For 'Batsugar von Frankenstein', her second solo show at Anton Kern, Ellen Berkenblit exhibited 23 small paintings on paper and seven large paintings on expanded aluminium and perforated metal. The larger works were each constructed out of several lattice panels, which she stuck together and laid on top of one another to form, in her word, 'clusters'. Like Frankenstein's monster, Berkenblit's paintings are made up of fragments from other bodies, woven into different combinations and settings. In place of canvas, the artist employs metal grilles, a material so frequently seen in any metropolis that it often escapes notice.

Berkenblit's drawings are an arsenal of deft charm. Puddles of inky columns and delicate lines depict a whole host of enchanted creatures. Friendly but morose animals - quadruped grasshoppers, butterflies supporting fuzzy tom-cats, cuddly little melancholy bears, a personable mouse and a Beano adolescent happily spreadeagled atop a floating hot air balloon - emerge from rich washes of paint. An occasionally chic, occasionally shabby, female character resembling Pinocchio appears in most of the images.

It seems natural to view the 'clusters' as larger, more complex illustrations of the fairytale-like narratives alluded to in the drawings. The same characters pop up in the larger paintings, though they are more difficult to identify. This is where the drawings start operating as a sort of key or legend. Some of the Kandinsky-esque abstractions in the paintings are actually recurring characters distributed around the frames like motifs in a musical score.

The title of Sir Peacock and the Falcon (2003) reads like a tale by the brothers Grimm. Floating within a landscape of neon hieroglyphics and architectural recesses is the cute, pointy-nosed mouse that appears elsewhere, but his companion looks more like a dove than a falcon. The rendering of both figures is so basic that they resemble a graffiti artist's signature tag. That such a reductive mouse should be called Sir Peacock follows a topsy-turvy logic, although the world he inhabits is certainly flamboyant enough. In the four-panel cluster of Lionel's Happy Ending (2003) a shaggy lion/melting Pooh bear chats with Sir Peacock. In the bottom left panel the faintly visible female protagonist appears more as a narrator than a character. The milky smooth application of enamel sits in counterpoint to the caustic, drippy spray paint. Softened down, the painted metallic lattices begin to resemble a hallucinogenic broderie anglaise.

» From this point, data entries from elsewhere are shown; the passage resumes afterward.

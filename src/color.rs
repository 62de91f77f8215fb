//! RGB color values and lenient hex parsing.

use log::warn;

/// An RGB color triple.
///
/// # Examples
///
/// ```
/// use slideforge::Rgb;
///
/// assert_eq!(Rgb::parse("#1A2B3C"), Rgb::new(0x1A, 0x2B, 0x3C));
/// assert_eq!(Rgb::parse("not a color"), Rgb::BLACK);
/// assert_eq!(Rgb::new(255, 0, 128).hex(), "FF0080");
/// ```
#[derive(Debug, Clone, Copy, PartialEq, Eq)]
pub struct Rgb {
    pub r: u8,
    pub g: u8,
    pub b: u8,
}

impl Rgb {
    /// Black, the fallback for anything that fails to parse.
    pub const BLACK: Rgb = Rgb { r: 0, g: 0, b: 0 };

    #[inline]
    pub const fn new(r: u8, g: u8, b: u8) -> Self {
        Self { r, g, b }
    }

    /// Parse a `RRGGBB` hex string, with an optional leading `#`.
    ///
    /// A mutation must never abort because a caller sent a malformed color,
    /// so any violation (wrong length, non-hex characters, empty input)
    /// yields black instead of an error.
    pub fn parse(input: &str) -> Rgb {
        let hex = input.trim();
        let hex = hex.strip_prefix('#').unwrap_or(hex);

        if hex.len() != 6 || !hex.bytes().all(|b| b.is_ascii_hexdigit()) {
            if !hex.is_empty() {
                warn!("invalid hex color '{input}', defaulting to black");
            }
            return Rgb::BLACK;
        }

        // Length and digit checks above make these infallible.
        let channel = |range: std::ops::Range<usize>| {
            u8::from_str_radix(&hex[range], 16).unwrap_or(0)
        };
        Rgb::new(channel(0..2), channel(2..4), channel(4..6))
    }

    /// Format as the six-digit uppercase hex form used in DrawingML
    /// (`<a:srgbClr val="RRGGBB"/>`).
    pub fn hex(&self) -> String {
        format!("{:02X}{:02X}{:02X}", self.r, self.g, self.b)
    }
}

#[cfg(test)]
mod tests {
    use super::*;
    use proptest::prelude::*;

    #[test]
    fn test_parse_plain_and_hash() {
        assert_eq!(Rgb::parse("FF0000"), Rgb::new(255, 0, 0));
        assert_eq!(Rgb::parse("#00ff00"), Rgb::new(0, 255, 0));
        assert_eq!(Rgb::parse("  #0000Ff "), Rgb::new(0, 0, 255));
    }

    #[test]
    fn test_parse_rejects_to_black() {
        for bad in ["", "#", "FFF", "FF00000", "GG0000", "#12345", "red"] {
            assert_eq!(Rgb::parse(bad), Rgb::BLACK, "input: {bad:?}");
        }
    }

    #[test]
    fn test_hex_formatting() {
        assert_eq!(Rgb::new(0x0A, 0xB0, 0xFF).hex(), "0AB0FF");
        assert_eq!(Rgb::BLACK.hex(), "000000");
    }

    proptest! {
        #[test]
        fn prop_valid_hex_round_trips(r in 0u8..=255, g in 0u8..=255, b in 0u8..=255, hash in proptest::bool::ANY) {
            let formatted = format!("{}{:02X}{:02X}{:02X}", if hash { "#" } else { "" }, r, g, b);
            prop_assert_eq!(Rgb::parse(&formatted), Rgb::new(r, g, b));
        }

        #[test]
        fn prop_invalid_input_is_black(s in "[^0-9A-Fa-f]{0,12}") {
            // No six-hex-digit payload can hide in a string with no hex digits
            prop_assert_eq!(Rgb::parse(&s), Rgb::BLACK);
        }
    }
}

Our heroine emerges in A Day on Blueberry Street (2003) as a bundle of dainty nervousness. Glancing over her shoulder, she is frozen mid-stride in a primordial soup of bold markings and empty speech bubbles. From a distance The Clouds over Spider Boulevard (2003) looks like a few plasma screens joined together, the punched holes creating a pixelated pastel surface. This effect is also present in Traffic (2003), where the female protagonist is staged somewhere between the floating advertisements of Blade Runner (1982) and the magnified pages of a comic book. Assembled in the they are, the overlapping panels make for a gauzy depth of field. As a visual experience, it's not dissimilar to wandering about town looking at cityscapes through layers of chain-link fences and building sites.